(Task data begins)

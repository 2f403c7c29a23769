//! Convenience re-exports of commonly used types.
//!
//! This module provides a convenient way to import all the commonly used
//! sift types and traits with a single `use sift::prelude::*;` statement.

pub use crate::fuzzy_matcher::{FuzzyMatcher, fzy::FzyMatcher};
pub use crate::item::MatchedItem;
pub use crate::matcher::{MatchMode, Matcher};
pub use crate::options::{FilterOptions, FilterOptionsBuilder};
pub use crate::reader::{ReaderOption, read_candidates};
pub use crate::selection::SelectionSet;
pub use crate::tui::{Event, event::Action};
pub use crate::*;
pub use std::sync::Arc;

(Task data ends)

What you need to do.
Your reply should consist only of the lines from the one containing "sift types and" through the last line of the records, each reproduced exactly.

Exercise solution.
//! sift types and traits with a single `use sift::prelude::*;` statement.

pub use crate::fuzzy_matcher::{FuzzyMatcher, fzy::FzyMatcher};
pub use crate::item::MatchedItem;
pub use crate::matcher::{MatchMode, Matcher};
pub use crate::options::{FilterOptions, FilterOptionsBuilder};
pub use crate::reader::{ReaderOption, read_candidates};
pub use crate::selection::SelectionSet;
pub use crate::tui::{Event, event::Action};
pub use crate::*;
pub use std::sync::Arc;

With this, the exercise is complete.